Utah House Speaker Brad Wilson: “I am grateful for our recent election victories. But I am asking Santa to ensure members of my caucus don’t get any wild ideas watching the silliness among Republicans in the speaker’s election in the U.S. House.
Utah Senate President Stuart Adams: “In the Utah Senate, we rise above all rabble-rousing and in-fighting. So, we just modestly ask for wisdom in spending the incredible amount of money we have available.”
Attorney General Sean Reyes: “I’m hoping that Santa delivers more opportunities for me to sue the Biden Administration and lots of visibility before the U.S. Senate race in 2024.”
State Treasurer Marlo Oaks: “I’ve been a good boy doing my part fighting the left wing agenda by pulling state money out of environmental, social and governance (ESG) investments. Please deliver the state from any more of these do-gooder funds.”
Sen. Mike Lee: “Santa, for the holidays please find someone else to lead any effort to shut down the government. Maybe Ted or Rand. I made my point and got plenty of grief.”
Sen. Mitt Romney: “Please have Trump issue another series of superhero NFT digital trading cards. The fallout from this nonsense helps me with those who think I’ve been too hard on the guy.”
Congressman Chris Stewart: “Chairmanship of the House Intelligence Committee would be a nice gift. Asking again. In return, I will always clear and protect the airways from nefarious foreign interventions on Dec. 24-25 to protect your late-night global excursions.”
National Democrats: “Let Kyrsten Sinema have her fun. But please no more defections.”
National Republicans: “Santa, we always ask for a strong economy. But not too strong; we need to blame Biden for something.”

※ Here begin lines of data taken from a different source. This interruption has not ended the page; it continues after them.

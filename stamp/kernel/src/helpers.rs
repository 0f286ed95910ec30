//! Helper functions for the XDP programs
//!
//! Map-backed implementations of the collector's injected state and the
//! statistics counters.

use core::sync::atomic::{AtomicU64, Ordering};

use aya_ebpf::helpers::bpf_ktime_get_ns;
use stamp_common::{
    collector::{MonotonicClock, TelemetryStore},
    constants::*,
    ring::{RingIndexAllocator, SlotAllocator},
    types::TelemetryRecord,
};

use crate::maps::{COUNTER, STAMP_DATA, STATS};

/// Get current timestamp in nanoseconds
#[inline(always)]
pub fn get_timestamp() -> u64 {
    unsafe { bpf_ktime_get_ns() }
}

/// View an array map slot as an atomic cell
///
/// # Safety
///
/// `ptr` must come from a successful map lookup. Map values are 8-byte
/// aligned and live as long as the program.
#[inline(always)]
unsafe fn atomic_cell(ptr: *mut u64) -> &'static AtomicU64 {
    AtomicU64::from_ptr(ptr)
}

/// Increment a statistics counter
///
/// Lock-free; safe against the same program running on other CPUs.
#[inline(always)]
pub fn increment_stat(stat_id: u32) {
    if let Some(ptr) = STATS.get_ptr_mut(stat_id) {
        unsafe { atomic_cell(ptr) }.fetch_add(1, Ordering::Relaxed);
    }
}

/// Shared allocation counter cell
#[inline(always)]
fn counter_cell() -> Option<&'static AtomicU64> {
    let ptr = COUNTER.get_ptr_mut(COUNTER_KEY)?;
    Some(unsafe { atomic_cell(ptr) })
}

/// `COUNTER` as the collector's slot allocator
///
/// The counter cell is looked up on each call, i.e. only for validated replies.
pub struct MapSlotAllocator;

impl SlotAllocator for MapSlotAllocator {
    #[inline(always)]
    fn allocate(&self) -> Option<u32> {
        match counter_cell() {
            Some(counter) => Some(RingIndexAllocator::new(counter, STAMP_RING_CAPACITY).next_slot()),
            None => {
                increment_stat(STAT_MAP_LOOKUP_FAILURES);
                None
            }
        }
    }
}

/// Kernel monotonic clock (`CLOCK_MONOTONIC` domain)
pub struct KtimeClock;

impl MonotonicClock for KtimeClock {
    #[inline(always)]
    fn now_ns(&self) -> u64 {
        get_timestamp()
    }
}

/// `STAMP_DATA` as the collector's record store
pub struct RingStore;

impl TelemetryStore for RingStore {
    #[inline(always)]
    fn store(&self, index: u32, record: TelemetryRecord) -> bool {
        match STAMP_DATA.get_ptr_mut(index) {
            Some(slot) => {
                // Slot is exclusive to this invocation until the ring wraps
                unsafe { slot.write(record) };
                true
            }
            None => {
                increment_stat(STAT_MAP_LOOKUP_FAILURES);
                false
            }
        }
    }
}
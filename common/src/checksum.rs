//! Internet checksum helpers
//!
//! The reflector never recomputes the UDP checksum over the whole datagram.
//! It patches the existing value word by word (RFC 1624, eqn. 3):
//! `HC' = ~(~HC + ~m + m')` for every 16-bit word `m` replaced by `m'`.

use crate::constants::IPPROTO_UDP;

/// Fold carries above bit 16 back into the low word, then complement
///
/// Four folds cover any accumulator this crate can produce.
#[inline(always)]
pub fn csum_fold(mut csum: u64) -> u16 {
    let mut i = 0;
    while i < 4 {
        if csum >> 16 != 0 {
            csum = (csum & 0xffff) + (csum >> 16);
        }
        i += 1;
    }
    !(csum as u16)
}

/// Running RFC 1624 update of an existing checksum
#[derive(Clone, Copy, Debug)]
pub struct IncrementalChecksum {
    acc: u64,
}

impl IncrementalChecksum {
    /// Seed from the checksum currently on the wire
    #[inline(always)]
    pub fn new(checksum: u16) -> Self {
        Self {
            acc: u64::from(!checksum),
        }
    }

    /// Account for one 16-bit word changing from `old` to `new`
    #[inline(always)]
    pub fn replace(&mut self, old: u16, new: u16) {
        if old != new {
            self.acc += u64::from(!old) + u64::from(new);
        }
    }

    /// Account for every differing word of two equally sized regions
    #[inline(always)]
    pub fn replace_region<const N: usize>(&mut self, old: &[u8; N], new: &[u8; N]) {
        let mut i = 0;
        while i + 1 < N {
            self.replace(
                u16::from_be_bytes([old[i], old[i + 1]]),
                u16::from_be_bytes([new[i], new[i + 1]]),
            );
            i += 2;
        }
    }

    /// Final UDP checksum; a computed zero goes on the wire as `0xffff`
    #[inline(always)]
    pub fn finish(self) -> u16 {
        match csum_fold(self.acc) {
            0 => 0xffff,
            csum => csum,
        }
    }
}

/// Full UDP-over-IPv4 checksum of `datagram` (header + payload)
///
/// The checksum field inside `datagram` is skipped. Used to verify the
/// incremental path and to build well-formed frames.
pub fn udp_ipv4_checksum(src: [u8; 4], dst: [u8; 4], datagram: &[u8]) -> u16 {
    let mut acc: u64 = 0;

    // Pseudo-header
    acc += u64::from(u16::from_be_bytes([src[0], src[1]]));
    acc += u64::from(u16::from_be_bytes([src[2], src[3]]));
    acc += u64::from(u16::from_be_bytes([dst[0], dst[1]]));
    acc += u64::from(u16::from_be_bytes([dst[2], dst[3]]));
    acc += u64::from(IPPROTO_UDP);
    acc += datagram.len() as u64;

    let mut chunks = datagram.chunks_exact(2);
    for (i, word) in chunks.by_ref().enumerate() {
        if i == 3 {
            continue;
        }
        acc += u64::from(u16::from_be_bytes([word[0], word[1]]));
    }
    if let [last] = chunks.remainder() {
        acc += u64::from(u16::from_be_bytes([*last, 0]));
    }

    // Wide enough for any datagram length, unlike the bounded fold
    while acc >> 16 != 0 {
        acc = (acc & 0xffff) + (acc >> 16);
    }
    match !(acc as u16) {
        0 => 0xffff,
        csum => csum,
    }
}
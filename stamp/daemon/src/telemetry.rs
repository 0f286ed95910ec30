//! Telemetry ring drain
//!
//! Runs after the collector has been detached. Reads the allocation counter,
//! walks the ring oldest-first and reconciles every slot.

use anyhow::{bail, Context, Result};
use aya::maps::{Array, Map, MapData};
use log::{debug, info};
use stamp_common::constants::COUNTER_KEY;

use crate::{
    clock::ClockReconciler,
    types::{DrainStats, ExportRow, TelemetryRecord},
};

/// Read access to the telemetry ring and its counter
pub trait TelemetrySource {
    /// Number of slots in the ring
    fn capacity(&self) -> u32;

    /// Slots handed out since the counter was last reset
    fn allocated(&self) -> Result<u64>;

    /// Record stored in slot `index`
    fn record(&self, index: u32) -> Result<TelemetryRecord>;
}

/// Telemetry ring backed by the loaded BPF maps
pub struct MapTelemetrySource<'a> {
    ring: Array<&'a MapData, TelemetryRecord>,
    counter: Array<&'a MapData, u64>,
}

impl<'a> MapTelemetrySource<'a> {
    pub fn new(ring: &'a Map, counter: &'a Map) -> Result<Self> {
        Ok(Self {
            ring: Array::try_from(ring).context("STAMP_DATA is not an array map")?,
            counter: Array::try_from(counter).context("COUNTER is not an array map")?,
        })
    }
}

impl TelemetrySource for MapTelemetrySource<'_> {
    fn capacity(&self) -> u32 {
        self.ring.len()
    }

    fn allocated(&self) -> Result<u64> {
        self.counter
            .get(&COUNTER_KEY, 0)
            .context("Failed to read COUNTER map")
    }

    fn record(&self, index: u32) -> Result<TelemetryRecord> {
        self.ring
            .get(&index, 0)
            .with_context(|| format!("Failed to read STAMP_DATA slot {}", index))
    }
}

/// Rows recovered from one drain pass
#[derive(Debug, Default, Clone)]
pub struct DrainReport {
    pub rows: Vec<ExportRow>,
    pub stats: DrainStats,
}

/// Slot range to visit: (first slot, slot count, overwritten records)
fn drain_window(allocated: u64, capacity: u64) -> (u64, u64, u64) {
    if allocated <= capacity {
        (0, allocated, 0)
    } else {
        (allocated % capacity, capacity, allocated - capacity)
    }
}

/// Read every live slot oldest-first and reconcile it
///
/// Rejected records are counted and skipped. A map read failure aborts the
/// drain.
pub fn drain<S: TelemetrySource + ?Sized>(
    source: &S,
    reconciler: &ClockReconciler,
) -> Result<DrainReport> {
    let capacity = u64::from(source.capacity());
    if capacity == 0 {
        bail!("Telemetry ring has zero capacity");
    }

    let allocated = source.allocated()?;
    let (first, count, overwritten) = drain_window(allocated, capacity);

    info!("Draining {} telemetry records...", count);
    if overwritten > 0 {
        info!("  {} older records were overwritten by ring wraparound", overwritten);
    }

    let mut report = DrainReport {
        rows: Vec::with_capacity(count as usize),
        stats: DrainStats {
            allocated,
            overwritten,
            ..Default::default()
        },
    };

    for i in 0..count {
        // Remainder is below capacity, which came from a u32
        let index = ((first + i) % capacity) as u32;
        let record = source.record(index)?;
        report.stats.drained += 1;

        match reconciler.reconcile(&record) {
            Ok(row) => {
                report.rows.push(row);
                report.stats.exported += 1;
            }
            Err(rejected) => {
                debug!("Skipping slot {}: {}", index, rejected);
                report.stats.rejected += 1;
            }
        }
    }

    Ok(report)
}

#[cfg(test)]
mod tests {
    use super::*;
    use crate::types::Ntp64;

    /// In-memory ring
    struct VecSource {
        slots: Vec<TelemetryRecord>,
        allocated: u64,
    }

    impl TelemetrySource for VecSource {
        fn capacity(&self) -> u32 {
            self.slots.len() as u32
        }

        fn allocated(&self) -> Result<u64> {
            Ok(self.allocated)
        }

        fn record(&self, index: u32) -> Result<TelemetryRecord> {
            self.slots
                .get(index as usize)
                .copied()
                .context("slot out of range")
        }
    }

    fn record(sequence: u32) -> TelemetryRecord {
        let ts = Ntp64::new(2_208_988_800 + sequence, 0);
        TelemetryRecord {
            session_id: 1,
            sequence,
            test_tx: ts,
            test_rx: ts,
            reply_tx: ts,
            reply_rx: u64::from(sequence) * 1_000_000_000,
            ..Default::default()
        }
    }

    fn reconciler() -> ClockReconciler {
        ClockReconciler::with_offset(0.0)
    }

    #[test]
    fn test_drain_partial_ring() {
        let source = VecSource {
            slots: vec![record(1), record(2), TelemetryRecord::default(), TelemetryRecord::default()],
            allocated: 2,
        };

        let report = drain(&source, &reconciler()).unwrap();
        let seqs: Vec<u32> = report.rows.iter().map(|r| r.seq).collect();
        assert_eq!(seqs, vec![1, 2]);
        assert_eq!(
            report.stats,
            DrainStats {
                allocated: 2,
                drained: 2,
                exported: 2,
                rejected: 0,
                overwritten: 0,
            }
        );
    }

    #[test]
    fn test_drain_wrapped_ring_oldest_first() {
        // Five allocations into three slots: 3 and 4 overwrote 0 and 1
        let source = VecSource {
            slots: vec![record(3), record(4), record(2)],
            allocated: 5,
        };

        let report = drain(&source, &reconciler()).unwrap();
        let seqs: Vec<u32> = report.rows.iter().map(|r| r.seq).collect();
        assert_eq!(seqs, vec![2, 3, 4]);
        assert_eq!(report.stats.drained, 3);
        assert_eq!(report.stats.overwritten, 2);
    }

    #[test]
    fn test_drain_counts_rejected_slots() {
        let source = VecSource {
            slots: vec![record(1), TelemetryRecord::default(), record(3)],
            allocated: 3,
        };

        let report = drain(&source, &reconciler()).unwrap();
        assert_eq!(report.rows.len(), 2);
        assert_eq!(report.stats.exported, 2);
        assert_eq!(report.stats.rejected, 1);
    }

    #[test]
    fn test_drain_empty_ring() {
        let source = VecSource {
            slots: vec![TelemetryRecord::default(); 8],
            allocated: 0,
        };

        let report = drain(&source, &reconciler()).unwrap();
        assert!(report.rows.is_empty());
        assert_eq!(report.stats, DrainStats::default());
    }

    #[test]
    fn test_drain_rejects_zero_capacity() {
        let source = VecSource {
            slots: Vec::new(),
            allocated: 0,
        };
        assert!(drain(&source, &reconciler()).is_err());
    }

    #[test]
    fn test_drain_window() {
        assert_eq!(drain_window(0, 10), (0, 0, 0));
        assert_eq!(drain_window(10, 10), (0, 10, 0));
        assert_eq!(drain_window(11, 10), (1, 10, 1));
        assert_eq!(drain_window(25, 10), (5, 10, 15));
    }
}
//! [`FrameBuf`] over the XDP packet window
//!
//! Each access checks `data + offset + N <= data_end` before the pointer is
//! formed, which is the shape the verifier needs to accept the load or store.

use core::ptr;

use aya_ebpf::programs::XdpContext;
use stamp_common::cursor::FrameBuf;

pub struct XdpFrame<'a> {
    ctx: &'a XdpContext,
}

impl<'a> XdpFrame<'a> {
    #[inline(always)]
    pub fn new(ctx: &'a XdpContext) -> Self {
        Self { ctx }
    }

    /// Address of `len` bytes at `offset`, if they lie inside the packet
    #[inline(always)]
    fn ptr_at(&self, offset: usize, len: usize) -> Option<usize> {
        let start = self.ctx.data();
        let end = self.ctx.data_end();

        let at = start.checked_add(offset)?;
        if at.checked_add(len)? > end {
            return None;
        }
        Some(at)
    }
}

impl FrameBuf for XdpFrame<'_> {
    #[inline(always)]
    fn frame_len(&self) -> usize {
        self.ctx.data_end().saturating_sub(self.ctx.data())
    }

    #[inline(always)]
    fn read<const N: usize>(&self, offset: usize) -> Option<[u8; N]> {
        let at = self.ptr_at(offset, N)?;
        Some(unsafe { ptr::read_unaligned(at as *const [u8; N]) })
    }

    #[inline(always)]
    fn write<const N: usize>(&mut self, offset: usize, bytes: [u8; N]) -> Option<()> {
        let at = self.ptr_at(offset, N)?;
        unsafe { ptr::write_unaligned(at as *mut [u8; N], bytes) };
        Some(())
    }
}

Salt Lake City Mayor Erin Mendenhall: “I have been very nice this year — especially to Republicans. So I appreciate their efforts to help me with the homeless population. Please keep delivering that generosity.”
Mayoral candidate Rocky Anderson: “Please deliver me just one more chance to tax those Davis County Republicans for driving into Salt Lake City.”
Salt Lake County Mayor Jenny Wilson: “Christmas came early with elimination of that veto-proof Republican council majority. Now can you work your magic with the Legislature?”
Congressman John Curtis: “Santa, nothing too difficult — just more visibility for my Conservative Climate Caucus.”
Congressman Burgess Owens: “Santa, I appreciate my new district boundaries. What I really want is an opportunity to tell football stories instead of all this political stuff.”
Congressman Blake Moore: “Santa, I keep hearing whispers about the powerful Ways and Means Committee. It’s not so much to ask.”
All Utahns: “Santa, please deliver extraordinary snow this winter so we can fulfill the basic needs of our lives — water parks, golf courses, perfectly manicured lawns, clean cars, washing down driveways, water skiing, snow skiing, swimming pools, etc.”
Deseret News: Happy Holidays to our readers — especially those masochists who endure Pignanelli & Webb every week.